Animal is clearly a feminist rage-bait, a film that dares you to call it misogynistic. Its structure almost invites criticism, only to dismiss it as oversensitivity.
The "alpha vs beta" framing becomes a shield: if you object, you simply "don't get it."
Similarly, Levinson's work thrives in controversy cycles. Euphoria became ground zero for a new breed of parasocial television fandom, where discourse spirals into obsession. The Idol was widely labelled "torture porn" and "rape fantasy," yet its excesses only amplified attention.
Even behind the scenes, the pattern holds. Reports suggested The Idol shifted direction because it leaned too much into a "female perspective." The rewrites, according to insiders, turned it into "like sexual torture porn."
The Male Gaze, Unfiltered
Sam Levinson once defended his work by saying, "We live in a very sexualised world. Especially in the States, the influence of pornography is strong in the psyche of young people."
But the criticism is not that his work reflects this reality, it's that it revels in it. There is little interrogation, only replication.
Vanga, meanwhile, dismisses criticism outright: "I didn't think much about it. I don't think that Kabir Singh was a misogynistic film. Only four or five people felt offended and created noise about it."
And when challenged, he doubles down-attacking critics, belittling dissent, even threatening to replace an actor's "face with AI".
Both filmmakers position themselves as misunderstood provocateurs.
But the pattern is consistent: women are framed through a lens that prioritises how they are seen, used, and controlled, rarely how they feel.
For Them, Women Are Props
Perhaps the most damning similarity is this: women in both universes rarely exist as fully realised individuals.
In Euphoria, sex workers appear not as characters but as props... aimed only at adding aesthetic appeal and perverse provocation. Their stories are absent, their bodies are not.
In The Idol, Jocelyn didn't seem to exist outside of being sexy or having sex. Even potentially rich characters like Leia are flattened into passivity.
In Vanga's films, women orbit male protagonists. Their purpose is to be loved, controlled, punished, or redeemed.
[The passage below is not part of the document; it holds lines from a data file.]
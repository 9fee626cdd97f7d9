//! Core configuration (`homeassistant:` section)

use serde::{Deserialize, Serialize};
use std::path::Path;
use tracing::debug;

use crate::error::{ConfigError, ConfigResult};

/// Latitude a fresh install starts with before the user sets a home
pub const PLACEHOLDER_LATITUDE: f64 = 52.3731339;
/// Longitude a fresh install starts with before the user sets a home
pub const PLACEHOLDER_LONGITUDE: f64 = 4.8903147;

/// Unit system readings are presented in
#[derive(Debug, Clone, Copy, PartialEq, Eq, Serialize, Deserialize, Default)]
#[serde(rename_all = "snake_case")]
pub enum UnitSystem {
    #[default]
    Metric,
    /// Also accepted as `us_customary`
    #[serde(alias = "us_customary")]
    Imperial,
}

impl UnitSystem {
    pub fn is_metric(&self) -> bool {
        matches!(self, UnitSystem::Metric)
    }
}

#[derive(Debug, Clone, PartialEq, Serialize, Deserialize)]
pub struct CoreConfig {
    /// Name of the home location
    #[serde(rename = "name", default = "default_name")]
    pub location_name: String,

    #[serde(default)]
    pub latitude: f64,

    #[serde(default)]
    pub longitude: f64,

    /// Meters above sea level
    #[serde(default)]
    pub elevation: i32,

    #[serde(default)]
    pub unit_system: UnitSystem,

    #[serde(default = "default_time_zone")]
    pub time_zone: String,
}

fn default_name() -> String {
    "Home".to_string()
}

fn default_time_zone() -> String {
    "UTC".to_string()
}

impl Default for CoreConfig {
    fn default() -> Self {
        Self {
            location_name: default_name(),
            latitude: 0.0,
            longitude: 0.0,
            elevation: 0,
            unit_system: UnitSystem::Metric,
            time_zone: default_time_zone(),
        }
    }
}

impl CoreConfig {
    /// Read `configuration.yaml` from a config directory
    pub fn load(config_dir: impl AsRef<Path>) -> ConfigResult<Self> {
        let path = config_dir.as_ref().join("configuration.yaml");
        let content = std::fs::read_to_string(&path).map_err(|source| ConfigError::ReadFile {
            path: path.clone(),
            source,
        })?;
        debug!(path = %path.display(), "Loading core configuration");
        Self::from_yaml_str(&content)
    }

    /// Parse a full configuration document, using its `homeassistant:`
    /// section. A document without that section yields the defaults.
    pub fn from_yaml_str(content: &str) -> ConfigResult<Self> {
        let root: serde_yaml::Value = serde_yaml::from_str(content)?;

        let section = match root {
            serde_yaml::Value::Null => return Ok(Self::default()),
            serde_yaml::Value::Mapping(mut mapping) => mapping.remove("homeassistant"),
            _ => {
                return Err(ConfigError::InvalidValue {
                    key: "root".to_string(),
                    reason: "configuration must be a mapping".to_string(),
                })
            }
        };

        let config: Self = match section {
            None | Some(serde_yaml::Value::Null) => Self::default(),
            Some(value) => serde_yaml::from_value(value)?,
        };
        config.validate()?;
        Ok(config)
    }

    fn validate(&self) -> ConfigResult<()> {
        if !(-90.0..=90.0).contains(&self.latitude) {
            return Err(ConfigError::InvalidValue {
                key: "latitude".to_string(),
                reason: format!("{} is outside -90..=90", self.latitude),
            });
        }
        if !(-180.0..=180.0).contains(&self.longitude) {
            return Err(ConfigError::InvalidValue {
                key: "longitude".to_string(),
                reason: format!("{} is outside -180..=180", self.longitude),
            });
        }
        Ok(())
    }

    pub fn is_metric(&self) -> bool {
        self.unit_system.is_metric()
    }

    /// Whether a real home location has been configured.
    ///
    /// False when both coordinates are zero or when they still hold the
    /// placeholder pair a new install is seeded with.
    pub fn has_home_location(&self) -> bool {
        let unset = self.latitude == 0.0 && self.longitude == 0.0;
        let placeholder =
            self.latitude == PLACEHOLDER_LATITUDE && self.longitude == PLACEHOLDER_LONGITUDE;
        !unset && !placeholder
    }
}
Their agency is secondary, if present at all.
The Illusion Of Depth
What complicates the conversation, and perhaps enables it, is that both Sam Levinson and Sandeep Reddy Vanga are technically competent. Stylish. Visually striking. Capable of moments that feel profound.
Euphoria was second only to Game of Thrones in HBO's most-watched rankings. Its performances, especially from Zendaya, are widely praised.
But craft cannot indefinitely obscure intent. The Idol reveals the latent misogyny and exploitation buried in Euphoria's underbelly.
Similarly, Animal's technical ambition cannot mask what it fundamentally communicates: that violence, particularly against women, is not just natural, but meaningful.
Two Sides Of The Same Lens
At some point, the parallels stop feeling coincidental and start feeling definitive.
Because when you strip away the aesthetics: the neon haze of Euphoria, the glossy sleaze of The Idol, the hyper-masculine chaos of Animal, what remains is the same gaze. The same impulses. The same storytelling priorities.
Sam Levinson and Sandeep Reddy Vanga may operate in different cultural ecosystems, but their work arrives at an eerily similar place: a world where women are persistently reduced to bodies, to functions, to instruments of male emotion and male spectacle.
Both filmmakers insist, in their own ways, that this is honesty. That this is reality. That this is what love, desire, or power looks like when stripped of pretence.
But what they're really revealing, over and over again, is not the truth about relationships or society, but the limits of their own perspective.
And that's what makes the comparison stick.
Not because it's provocative, or catchy, or convenient, but because it fits too well to ignore.
Sam Levinson isn't just a controversial creator working in Hollywood. He is, increasingly unmistakably, its version of Sandeep Reddy Vanga.